THE PROBLEM ::
Return the data exactly, but only from the line containing "pub(crate) fn status(&self)" through its last line.

___ RECORDED INFORMATION

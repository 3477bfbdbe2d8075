// SPDX-License-Identifier: AGPL-3.0-or-later

use std::convert::TryFrom;
use std::net::{SocketAddr, TcpListener};
use std::sync::Arc;
use std::time::Duration;

use axum::Router;
use http::header::{HeaderName, HeaderValue};
use http::{HeaderMap, StatusCode};
use hyper::Server;
use serde_json::json;

use crate::adapter::IdType;
use crate::config::Configuration;
use crate::graphql::{GraphQLSchemaManager, SchemaBuilder};
use crate::http::{build_server, HttpServiceContext};
use crate::operations::SharedOperationHandler;
use crate::test_utils::TestAdapter;

const GRAPHQL_PATH: &str = "/graphql";

/// HTTP client talking to a folio server running on an ephemeral port.
pub struct TestClient {
    client: reqwest::Client,
    addr: SocketAddr,
}

impl TestClient {
    /// Serves the router in a background task.
    pub(crate) fn new(router: Router) -> Self {
        // Port zero lets the operating system pick a free one
        let listener = TcpListener::bind("127.0.0.1:0").expect("Could not bind ephemeral socket");
        let addr = listener.local_addr().unwrap();

        tokio::spawn(async move {
            Server::from_tcp(listener)
                .unwrap()
                .serve(router.into_make_service())
                .await
                .expect("Test server failed");
        });

        let client = reqwest::Client::builder()
            .timeout(Duration::from_secs(10))
            .build()
            .unwrap();

        TestClient { client, addr }
    }

    pub(crate) fn get(&self, path: &str) -> RequestBuilder {
        RequestBuilder {
            builder: self.client.get(self.url(path)),
        }
    }

    pub(crate) fn post(&self, path: &str) -> RequestBuilder {
        RequestBuilder {
            builder: self.client.post(self.url(path)),
        }
    }

    /// Posts a GraphQL query without variables to the GraphQL endpoint.
    pub(crate) fn query(&self, query: &str) -> RequestBuilder {
        self.post(GRAPHQL_PATH).json(&json!({ "query": query }))
    }

    fn url(&self, path: &str) -> String {
        format!("http://{}{}", self.addr, path)
    }
}

/// Serves the schema of `config` over HTTP, dispatching all operations to `handler`.
pub fn http_test_client(config: Configuration, handler: SharedOperationHandler) -> TestClient {
    let builder = SchemaBuilder::new(config.clone(), Arc::new(TestAdapter(IdType::Text)));
    let manager = GraphQLSchemaManager::new(builder, handler).expect("Invalid test configuration");

    TestClient::new(build_server(HttpServiceContext::new(manager, config.graphql)))
}

pub(crate) struct RequestBuilder {
    builder: reqwest::RequestBuilder,
}

impl RequestBuilder {
    pub(crate) async fn send(self) -> TestResponse {
        TestResponse {
            response: self.builder.send().await.expect("Request failed"),
        }
    }

    pub(crate) fn json<T: serde::Serialize>(mut self, json: &T) -> Self {
        self.builder = self.builder.json(json);
        self
    }

    pub(crate) fn header<K, V>(mut self, key: K, value: V) -> Self
    where
        HeaderName: TryFrom<K>,
        <HeaderName as TryFrom<K>>::Error: Into<http::Error>,
        HeaderValue: TryFrom<V>,
        <HeaderValue as TryFrom<V>>::Error: Into<http::Error>,
    {
        self.builder = self.builder.header(key, value);
        self
    }
}

pub(crate) struct TestResponse {
    response: reqwest::Response,
}

impl TestResponse {
    pub(crate) async fn text(self) -> String {
        self.response.text().await.unwrap()
    }

    pub(crate) async fn json(self) -> serde_json::Value {
        self.response.json().await.unwrap()
    }

    pub(crate) fn status(&self) -> StatusCode {
        self.response.status()
    }

    pub(crate) fn headers(&self) -> &HeaderMap {
        self.response.headers()
    }
}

______

PROBLEM SOLUTION ::
    pub(crate) fn status(&self) -> StatusCode {
        self.response.status()
    }

    pub(crate) fn headers(&self) -> &HeaderMap {
        self.response.headers()
    }
}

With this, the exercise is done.